What Lainie said, and in spades. I can especially see why the last might be scary for the parents, but hey, it’s scary for the kids too. My father was an adoption attorney who worked for most of the agencies. This meant that literally every night the topic of adoption was dinner-table conversation. Adoption was mundane without at all being unimportant, and there was no question of anybody being uncomfortable with the subject, and I can’t imagine a better way to grow up with any fact about myself. If parents want their kids to be comfortable with this significant aspect of their life, they need to show that they’re comfortable too; if they’re not comfortable, I suggest it’s their obligation to practice at getting that way. One of the points in favor of Lainie’s first-paragraph suggestion, starting to tell the little baby before s/he is old enough to understand, is it gets the parent used to talking about it too.
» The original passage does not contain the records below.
//! Confirmation gate
//!
//! No epoch is audited until it is at least `confirmation_margin` epochs
//! behind the head, so audited state cannot be reorganised away.

use crate::client::ChainHead;
use crate::config::ChainConfig;
use crate::Result;
use ledger_core::Epoch;
use std::fmt;
use std::sync::Arc;
use std::time::Duration;
use tracing::{trace, warn};

/// Default distance between head and newest audited epoch
pub const DEFAULT_CONFIRMATION_MARGIN: u64 = 10;

/// Blocks callers until an epoch is confirmed
#[derive(Clone)]
pub struct EpochGate {
    head: Arc<dyn ChainHead>,
    margin: u64,
    poll_interval: Duration,
}

impl fmt::Debug for EpochGate {
    fn fmt(&self, f: &mut fmt::Formatter<'_>) -> fmt::Result {
        f.debug_struct("EpochGate")
            .field("margin", &self.margin)
            .field("poll_interval", &self.poll_interval)
            .finish()
    }
}

impl EpochGate {
    /// Gate with explicit margin and polling interval
    pub fn new(head: Arc<dyn ChainHead>, margin: u64, poll_interval: Duration) -> Self {
        Self {
            head,
            margin,
            poll_interval,
        }
    }

    /// Gate configured from the chain section
    pub fn from_config(head: Arc<dyn ChainHead>, config: &ChainConfig) -> Self {
        Self::new(head, config.confirmation_margin, config.poll_interval())
    }

    /// Confirmation margin
    pub fn margin(&self) -> u64 {
        self.margin
    }

    /// Single head query; `head - margin`, saturating at zero
    pub async fn try_confirmed_epoch(&self) -> Result<Epoch> {
        let head = self.head.current_epoch().await?;
        Ok(head.saturating_sub(self.margin))
    }

    /// Current confirmed epoch, retrying head failures forever
    pub async fn confirmed_epoch(&self) -> Epoch {
        loop {
            match self.try_confirmed_epoch().await {
                Ok(confirmed) => return confirmed,
                Err(e) => {
                    warn!(error = %e, "Failed to query chain head, retrying");
                    tokio::time::sleep(self.poll_interval).await;
                }
            }
        }
    }

    /// Wait until `target` is confirmed and return the confirmed epoch
    pub async fn await_confirmed(&self, target: Epoch) -> Epoch {
        loop {
            let confirmed = self.confirmed_epoch().await;
            if target <= confirmed {
                return confirmed;
            }
            trace!(target, confirmed, "Waiting for epoch confirmation");
            tokio::time::sleep(self.poll_interval).await;
        }
    }
}

#[cfg(test)]
mod tests {
    use super::*;
    use crate::mock::MockChain;

    #[tokio::test]
    async fn test_margin_saturates() {
        let chain = Arc::new(MockChain::new());
        chain.set_head(4);
        let gate = EpochGate::new(chain, 10, Duration::from_secs(1));
        assert_eq!(gate.try_confirmed_epoch().await.unwrap(), 0);
    }

    #[tokio::test(start_paused = true)]
    async fn test_waits_for_head_to_advance() {
        let chain = Arc::new(MockChain::new());
        chain.set_head(105);
        let gate = EpochGate::new(chain.clone(), 10, Duration::from_secs(1));

        let waiter = tokio::spawn({
            let gate = gate.clone();
            async move { gate.await_confirmed(100).await }
        });

        tokio::time::sleep(Duration::from_millis(3_500)).await;
        assert!(!waiter.is_finished());

        chain.set_head(112);
        let confirmed = waiter.await.unwrap();
        assert_eq!(confirmed, 102);
    }

    #[tokio::test(start_paused = true)]
    async fn test_head_failures_are_retried() {
        let chain = Arc::new(MockChain::new());
        chain.set_head(50);
        chain.fail_next_head_queries(3);
        let gate = EpochGate::new(chain.clone(), 10, Duration::from_secs(1));

        assert_eq!(gate.await_confirmed(40).await, 40);
        assert_eq!(chain.head_queries(), 4);
    }
}
//! Per-asset conservation checkpoint
//!
//! A checkpoint holds the last verified state of one asset and moves it
//! forward one epoch at a time. Phases:
//!
//! ```text
//! Uninitialized --baseline--> Baselined --advance--> Advancing --advance--> Advancing
//!        any phase --baseline--> Baselined
//!        any failure ---------> Failed (baseline discarded)
//! ```
//!
//! Each checkpoint has exactly one writer: the continuous loop moves it into
//! the task that owns the asset.

use crate::error::{Error, Result, ViolationKind};
use chain_source::{OnChainSource, PrivilegedWithdrawal};
use ledger_core::{Address, Asset, BigInt, Epoch, Ledger};
use num_bigint::Sign;
use std::collections::{BTreeMap, HashSet};
use std::fmt;
use std::slice;
use tracing::{debug, info};

/// Lifecycle of a checkpoint
#[derive(Debug, Clone, Copy, PartialEq, Eq)]
pub enum Phase {
    /// No baseline yet
    Uninitialized,
    /// Full audit passed, no epoch advanced since
    Baselined,
    /// At least one epoch advanced since the last full audit
    Advancing,
    /// Last operation failed; a new baseline is required
    Failed,
}

impl fmt::Display for Phase {
    fn fmt(&self, f: &mut fmt::Formatter<'_>) -> fmt::Result {
        let name = match self {
            Phase::Uninitialized => "uninitialized",
            Phase::Baselined => "baselined",
            Phase::Advancing => "advancing",
            Phase::Failed => "failed",
        };
        f.write_str(name)
    }
}

/// Last verified state of an asset
#[derive(Debug, Clone, PartialEq, Eq)]
pub struct Baseline {
    /// Verified epoch
    pub epoch: Epoch,
    /// Custody contract total supply at `epoch`
    pub total_supply: BigInt,
    /// Every holder's balance at `epoch`; sums to `total_supply`
    pub ledger: Ledger,
}

/// Result of one verified epoch
#[derive(Debug, Clone, PartialEq, Eq)]
pub struct AdvanceOutcome {
    /// Epoch that was verified
    pub epoch: Epoch,
    /// New balance of every account the epoch touched
    pub touched: BTreeMap<Address, BigInt>,
    /// Burns by privileged accounts in this epoch
    pub privileged_withdrawals: Vec<PrivilegedWithdrawal>,
}

/// Conservation state machine of one asset
#[derive(Debug, Clone)]
pub struct AssetCheckpoint {
    asset: Asset,
    custody_offset: BigInt,
    phase: Phase,
    baseline: Option<Baseline>,
}

impl AssetCheckpoint {
    /// Uninitialized checkpoint for `asset`
    pub fn new(asset: Asset, custody_offset: BigInt) -> Self {
        Self {
            asset,
            custody_offset,
            phase: Phase::Uninitialized,
            baseline: None,
        }
    }

    /// Audited asset
    pub fn asset(&self) -> &Asset {
        &self.asset
    }

    /// Current phase
    pub fn phase(&self) -> Phase {
        self.phase
    }

    /// Last verified state, if any
    pub fn baseline(&self) -> Option<&Baseline> {
        self.baseline.as_ref()
    }

    /// Epoch of the last verified state
    pub fn epoch(&self) -> Option<Epoch> {
        self.baseline.as_ref().map(|b| b.epoch)
    }

    fn fail(&mut self) {
        self.phase = Phase::Failed;
        self.baseline = None;
    }

    fn violation(&self, epoch: Epoch, kind: ViolationKind) -> Error {
        Error::conservation(&self.asset.name, epoch, kind)
    }

    /// The custody contract's supply must be backed by the tokens it holds,
    /// less the configured out-of-band amount. Returns the custody supply.
    async fn check_custody(&self, source: &OnChainSource, epoch: Epoch) -> Result<BigInt> {
        let custody = &self.asset.custody_contract;
        let custody_supply = source.total_supply(custody, epoch).await?;
        let token_balance = source
            .balance_of(&self.asset.token_contract, custody, epoch)
            .await?;

        let backed = &token_balance - &self.custody_offset;
        if custody_supply != backed {
            return Err(self.violation(
                epoch,
                ViolationKind::CustodyMismatch {
                    diff: &custody_supply - &backed,
                    custody_supply,
                    token_balance,
                    offset: self.custody_offset.clone(),
                },
            ));
        }
        Ok(custody_supply)
    }

    async fn full_audit(&self, source: &OnChainSource, epoch: Epoch) -> Result<Baseline> {
        let custody = &self.asset.custody_contract;
        let total_supply = self.check_custody(source, epoch).await?;

        let accounts = source.list_all(custody, epoch).await?;
        let ledger = source.balances_of(custody, &accounts, epoch).await?;

        let sum = ledger.sum();
        if sum != total_supply {
            return Err(self.violation(
                epoch,
                ViolationKind::SupplyMismatch {
                    diff: &total_supply - &sum,
                    total_supply,
                    sum,
                },
            ));
        }

        Ok(Baseline {
            epoch,
            total_supply,
            ledger,
        })
    }

    /// Full audit at `epoch`; replaces any previous baseline.
    ///
    /// Allowed from every phase, so it doubles as recovery after a failure.
    pub async fn establish_baseline(&mut self, source: &OnChainSource, epoch: Epoch) -> Result<&Baseline> {
        match self.full_audit(source, epoch).await {
            Ok(baseline) => {
                info!(
                    asset = %self.asset.name,
                    epoch,
                    accounts = baseline.ledger.len(),
                    total_supply = %baseline.total_supply,
                    "Baseline established"
                );
                self.phase = Phase::Baselined;
                Ok(&*self.baseline.insert(baseline))
            }
            Err(e) => {
                self.fail();
                Err(e)
            }
        }
    }

    /// Verify the epoch after the baseline and move the baseline onto it.
    ///
    /// Any failure leaves the checkpoint [`Phase::Failed`]; the epoch is
    /// never skipped or retried.
    pub async fn advance_epoch(
        &mut self,
        source: &OnChainSource,
        privileged: &HashSet<Address>,
    ) -> Result<AdvanceOutcome> {
        let Some(mut baseline) = self.baseline.take() else {
            return Err(Error::InvalidState(format!(
                "{} has no baseline to advance (phase {})",
                self.asset.name, self.phase
            )));
        };

        match self.verify_next(source, privileged, &mut baseline).await {
            Ok(outcome) => {
                self.baseline = Some(baseline);
                self.phase = Phase::Advancing;
                Ok(outcome)
            }
            Err(e) => {
                self.fail();
                Err(e)
            }
        }
    }

    async fn verify_next(
        &self,
        source: &OnChainSource,
        privileged: &HashSet<Address>,
        baseline: &mut Baseline,
    ) -> Result<AdvanceOutcome> {
        let custody = &self.asset.custody_contract;
        let epoch = baseline
            .epoch
            .checked_add(1)
            .ok_or_else(|| Error::InvalidState("epoch overflow".to_string()))?;

        let total_supply = self.check_custody(source, epoch).await?;
        let window = source
            .event_window(epoch, epoch, slice::from_ref(custody), privileged)
            .await?;
        let delta = window.delta_for(custody);
        let touched = delta.apply_to(&mut baseline.ledger);

        debug!(
            asset = %self.asset.name,
            epoch,
            logs = window.log_count,
            touched = touched.len(),
            "Applied epoch events"
        );

        if let Some((account, balance)) = touched.iter().find(|(_, b)| b.sign() == Sign::Minus) {
            return Err(self.violation(
                epoch,
                ViolationKind::NegativeBalance {
                    account: account.clone(),
                    balance: balance.clone(),
                },
            ));
        }

        let sum = baseline.ledger.sum();
        if sum != total_supply {
            return Err(self.violation(
                epoch,
                ViolationKind::SupplyMismatch {
                    diff: &total_supply - &sum,
                    total_supply,
                    sum,
                },
            ));
        }

        let accounts: Vec<Address> = touched.keys().cloned().collect();
        let actual = source.balances_of(custody, &accounts, epoch).await?;
        for (account, expected) in &touched {
            let on_chain = actual.get(account);
            if &on_chain != expected {
                return Err(self.violation(
                    epoch,
                    ViolationKind::BalanceMismatch {
                        account: account.clone(),
                        diff: expected - &on_chain,
                        expected: expected.clone(),
                        actual: on_chain,
                    },
                ));
            }
        }

        baseline.epoch = epoch;
        baseline.total_supply = total_supply;
        Ok(AdvanceOutcome {
            epoch,
            touched,
            privileged_withdrawals: window.privileged_withdrawals,
        })
    }
}
//! Custody contract event decoding
//!
//! Every log in an audited window must be one of the known custody events.
//! Anything else means contract state moved in a way the ledger model cannot
//! follow, so the whole window is rejected.

use crate::abi::decode_hex;
use crate::client::RawLog;
use crate::{Error, Result};
use ledger_core::{Address, BigInt, Epoch, EventDelta};
use num_bigint::BigUint;
use std::collections::{BTreeMap, BTreeSet, HashSet};
use tracing::{debug, warn};

/// `Transfer(address,address,uint256)`
pub const TRANSFER_TOPIC: &str =
    "0xddf252ad1be2c89b69c2b068fc378daa952ba7f163c4a11628f55a4df523b3ef";
/// `Deposit(address,uint256)`
pub const DEPOSIT_TOPIC: &str =
    "0x5548c837ab068cf56a2c2479df0882a4922fd203edb7517321831d95078c5f62";
/// `Withdraw(address,address,uint256)`
pub const WITHDRAW_TOPIC: &str =
    "0x9b1bfa7fa9ee420a16e124f794c35ac9f90472acc99140eb2f6447c714cad8eb";
/// Privileged balance write
pub const WRITE_TOPIC: &str =
    "0x3802ba8117dc6bf5de2a857e440679e83bb0f9b68094ede7167234a5f97319ed";

/// A decoded custody log
#[derive(Debug, Clone, PartialEq, Eq)]
pub enum CustodyEvent {
    /// Balance movement; zero sender mints, zero recipient burns
    Transfer {
        /// Debited holder
        sender: Address,
        /// Credited holder
        recipient: Address,
        /// Amount in base units
        amount: BigInt,
    },
    /// Cross-chain deposit notice, paired with a mint transfer
    Deposit,
    /// Withdrawal notice, paired with a burn transfer
    Withdraw,
}

/// Decode one log
pub fn decode_log(log: &RawLog) -> Result<CustodyEvent> {
    let topic0 = log
        .topics
        .first()
        .map(|t| t.to_ascii_lowercase())
        .ok_or_else(|| Error::Decode(format!("log on {} has no topics", log.address)))?;

    match topic0.as_str() {
        TRANSFER_TOPIC => {
            if log.topics.len() < 3 {
                return Err(Error::Decode(format!(
                    "Transfer on {} has {} topics",
                    log.address,
                    log.topics.len()
                )));
            }
            let sender = Address::from_topic(&log.topics[1])?;
            let recipient = Address::from_topic(&log.topics[2])?;
            let data = decode_hex(&log.data)?;
            let word = data.get(..32).ok_or_else(|| {
                Error::Decode(format!("Transfer on {} has {} data bytes", log.address, data.len()))
            })?;
            Ok(CustodyEvent::Transfer {
                sender,
                recipient,
                amount: BigInt::from(BigUint::from_bytes_be(word)),
            })
        }
        DEPOSIT_TOPIC => Ok(CustodyEvent::Deposit),
        WITHDRAW_TOPIC => Ok(CustodyEvent::Withdraw),
        WRITE_TOPIC => Err(Error::PrivilegedWrite {
            contract: log.address.clone(),
            epoch: log.epoch,
        }),
        _ => Err(Error::UnknownEvent {
            contract: log.address.clone(),
            topic: topic0,
        }),
    }
}

/// Burn by a privileged (market-maker) account
#[derive(Debug, Clone, PartialEq, Eq)]
pub struct PrivilegedWithdrawal {
    /// Custody contract
    pub contract: Address,
    /// Privileged sender
    pub account: Address,
    /// Burned amount
    pub amount: BigInt,
    /// Epoch of the log, when reported
    pub epoch: Option<Epoch>,
    /// Transaction hash, when reported
    pub transaction_hash: Option<String>,
}

/// All custody events of one epoch window, folded per contract
#[derive(Debug, Clone, Default, PartialEq, Eq)]
pub struct EventWindow {
    /// Per-contract deltas
    pub deltas: BTreeMap<Address, EventDelta>,
    /// Burns by privileged accounts, surfaced for operators
    pub privileged_withdrawals: Vec<PrivilegedWithdrawal>,
    /// Logs seen
    pub log_count: usize,
}

impl EventWindow {
    /// Fold `logs` into per-contract deltas
    pub fn from_logs(logs: &[RawLog], privileged: &HashSet<Address>) -> Result<Self> {
        let mut window = EventWindow {
            log_count: logs.len(),
            ..Default::default()
        };

        for log in logs {
            let event = decode_log(log)?;
            let CustodyEvent::Transfer {
                sender,
                recipient,
                amount,
            } = event
            else {
                continue;
            };

            let delta = window.deltas.entry(log.address.clone()).or_default();
            if sender.is_zero() {
                if !recipient.is_zero() {
                    delta.record_increase(recipient, &amount);
                }
            } else if recipient.is_zero() {
                if privileged.contains(&sender) {
                    warn!(
                        contract = %log.address,
                        account = %sender,
                        amount = %amount,
                        "Withdrawal by privileged account"
                    );
                    window.privileged_withdrawals.push(PrivilegedWithdrawal {
                        contract: log.address.clone(),
                        account: sender.clone(),
                        amount: amount.clone(),
                        epoch: log.epoch,
                        transaction_hash: log.transaction_hash.clone(),
                    });
                }
                delta.record_decrease(sender, &amount);
            } else {
                delta.record_decrease(sender, &amount);
                delta.record_increase(recipient, &amount);
            }
        }

        debug!(
            logs = window.log_count,
            contracts = window.deltas.len(),
            "Decoded event window"
        );
        Ok(window)
    }

    /// Delta of `contract`, empty if it emitted nothing
    pub fn delta_for(&self, contract: &Address) -> EventDelta {
        self.deltas.get(contract).cloned().unwrap_or_default()
    }

    /// Every non-zero holder touched on any contract
    pub fn touched_accounts(&self) -> BTreeSet<Address> {
        self.deltas
            .values()
            .flat_map(|delta| delta.accounts())
            .filter(|account| !account.is_zero())
            .collect()
    }
}
//! Error types for the reconciliation engine

use crate::dual_source::{BalanceMismatch, Divergence};
use ledger_core::{Address, BigInt, Epoch};
use thiserror::Error;

/// Result type for engine operations
pub type Result<T> = std::result::Result<T, Error>;

/// Which conservation invariant failed
#[derive(Error, Debug, Clone, PartialEq, Eq)]
pub enum ViolationKind {
    /// Total supply differs from the sum of held balances
    #[error("total supply {total_supply} != sum of balances {sum} (diff {diff})")]
    SupplyMismatch {
        /// On-chain total supply
        total_supply: BigInt,
        /// Sum of tracked balances
        sum: BigInt,
        /// `total_supply - sum`
        diff: BigInt,
    },

    /// Custody supply is not backed by the token balance it holds
    #[error(
        "custody supply {custody_supply} != token balance {token_balance} - offset {offset} (diff {diff})"
    )]
    CustodyMismatch {
        /// Custody contract total supply
        custody_supply: BigInt,
        /// Token balance held by the custody contract
        token_balance: BigInt,
        /// Configured out-of-band amount
        offset: BigInt,
        /// `custody_supply - (token_balance - offset)`
        diff: BigInt,
    },

    /// A tracked balance went below zero
    #[error("account {account} balance {balance} is negative")]
    NegativeBalance {
        /// Holder
        account: Address,
        /// Local balance after applying the epoch
        balance: BigInt,
    },

    /// A tracked balance differs from the on-chain balance
    #[error("account {account} expected {expected}, chain reports {actual} (diff {diff})")]
    BalanceMismatch {
        /// Holder
        account: Address,
        /// Local balance
        expected: BigInt,
        /// On-chain balance
        actual: BigInt,
        /// `expected - actual`
        diff: BigInt,
    },
}

impl ViolationKind {
    /// Short label used in metrics
    pub fn label(&self) -> &'static str {
        match self {
            ViolationKind::SupplyMismatch { .. } => "supply_mismatch",
            ViolationKind::CustodyMismatch { .. } => "custody_mismatch",
            ViolationKind::NegativeBalance { .. } => "negative_balance",
            ViolationKind::BalanceMismatch { .. } => "balance_mismatch",
        }
    }
}

/// Failed conservation check of one asset at one epoch
#[derive(Error, Debug, Clone, PartialEq, Eq)]
#[error("conservation violated for {asset} at epoch {epoch}: {kind}")]
pub struct ConservationViolation {
    /// Asset name
    pub asset: String,
    /// Epoch checked
    pub epoch: Epoch,
    /// Failed invariant
    pub kind: ViolationKind,
}

/// Engine errors
#[derive(Error, Debug)]
pub enum Error {
    /// Node or database unreachable
    #[error("Transport error: {0}")]
    Transport(String),

    /// Conservation invariant failed
    #[error(transparent)]
    Conservation(Box<ConservationViolation>),

    /// On-chain and off-chain deltas disagree
    #[error("Dual-source divergence in epochs {from}..={to}: {} violation(s)", .violations.len())]
    Divergence {
        /// First epoch of the window
        from: Epoch,
        /// Last epoch of the window
        to: Epoch,
        /// Every violation found
        violations: Vec<Divergence>,
    },

    /// Absolute off-chain balances differ from the chain
    #[error("Initial audit at epoch {epoch}: {} balance mismatch(es)", .mismatches.len())]
    BalanceMismatch {
        /// Audited epoch
        epoch: Epoch,
        /// Every mismatch found
        mismatches: Vec<BalanceMismatch>,
    },

    /// Chain or store data could not be interpreted
    #[error("Decode error: {0}")]
    Decode(String),

    /// Configuration error, including references to unknown records
    #[error("Configuration error: {0}")]
    Config(String),

    /// Input ordering assumption violated
    #[error("Precondition violated: {0}")]
    Precondition(String),

    /// Operation not allowed in the current phase
    #[error("Invalid state: {0}")]
    InvalidState(String),
}

impl Error {
    /// Build a conservation error
    pub fn conservation(asset: &str, epoch: Epoch, kind: ViolationKind) -> Self {
        Error::Conservation(Box::new(ConservationViolation {
            asset: asset.to_string(),
            epoch,
            kind,
        }))
    }

    /// Whether the node or database could not be reached
    pub fn is_transport(&self) -> bool {
        matches!(self, Error::Transport(_))
    }

    /// Short label used in metrics and escalation
    pub fn label(&self) -> &'static str {
        match self {
            Error::Transport(_) => "transport",
            Error::Conservation(v) => v.kind.label(),
            Error::Divergence { .. } => "divergence",
            Error::BalanceMismatch { .. } => "balance_mismatch",
            Error::Decode(_) => "decode",
            Error::Config(_) => "config",
            Error::Precondition(_) => "precondition",
            Error::InvalidState(_) => "invalid_state",
        }
    }
}

impl From<ledger_core::Error> for Error {
    fn from(err: ledger_core::Error) -> Self {
        match err {
            ledger_core::Error::Config(msg) => Error::Config(msg),
            ledger_core::Error::Io(e) => Error::Config(e.to_string()),
            other => Error::Decode(other.to_string()),
        }
    }
}

impl From<chain_source::Error> for Error {
    fn from(err: chain_source::Error) -> Self {
        use chain_source::Error as E;
        match err {
            e @ (E::Transport(_) | E::Rpc { .. }) => Error::Transport(e.to_string()),
            E::Config(msg) => Error::Config(msg),
            E::Ledger(e) => e.into(),
            other => Error::Decode(other.to_string()),
        }
    }
}

impl From<replay::Error> for Error {
    fn from(err: replay::Error) -> Self {
        use replay::Error as E;
        match err {
            E::Store(msg) => Error::Transport(msg),
            E::Chain(e) => e.into(),
            E::MissingRecord(msg) => Error::Config(format!("missing record: {}", msg)),
            E::Decode(msg) => Error::Decode(msg),
            E::DepositOrdering(msg) => Error::Precondition(msg),
            E::Config(msg) => Error::Config(msg),
            E::Ledger(e) => e.into(),
        }
    }
}

#[cfg(test)]
mod tests {
    use super::*;

    #[test]
    fn test_upstream_errors_map_to_taxonomy() {
        let err: Error = chain_source::Error::Transport("connection refused".into()).into();
        assert!(err.is_transport());

        let err: Error = chain_source::Error::Rpc {
            code: -32000,
            message: "busy".into(),
        }
        .into();
        assert!(err.is_transport());

        let err: Error = replay::Error::MissingRecord("user 0x01".into()).into();
        assert!(matches!(err, Error::Config(_)));

        let err: Error = replay::Error::DepositOrdering("row 3".into()).into();
        assert!(matches!(err, Error::Precondition(_)));

        let err: Error = replay::Error::Chain(chain_source::Error::Decode("short".into())).into();
        assert!(matches!(err, Error::Decode(_)));
    }

    #[test]
    fn test_conservation_display() {
        let err = Error::conservation(
            "USDT",
            100,
            ViolationKind::SupplyMismatch {
                total_supply: BigInt::from(1000),
                sum: BigInt::from(999),
                diff: BigInt::from(1),
            },
        );
        let text = err.to_string();
        assert!(text.contains("USDT"));
        assert!(text.contains("diff 1"));
        assert_eq!(err.label(), "supply_mismatch");
    }
}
Deborah Stevenson
Response:
Hello… Oops… I forgot to put a subject header in the post I just sent out to the group… To see my reply to Item 41075, "Is always knowing better?", please refer to Item 41139, "<None". I appologize for any inconvenience. I hate it when that happens… – Kim at Pitt.
Response:
I, and the other three kids on my family, have always known we were adopted and judging by some of the posts I’ve read here it has made a tremendous difference. Being adopted was simply another characteristic that made us us. Kinda like knowing your parents are French-Canadian even though no one speaks French in the family and you don’t keep contact with any of them. You still know it, you imagine it may have some impact, but for the most part it’s quietly tucked-away with the rest of your genetic baggage.
Response:
I am adopted and I agree with you I was told from day one and it has been a positive experince in my life I was told I was special because I was "chosen". I have always been made to feel special and loved,adoption just happens to be a part of it.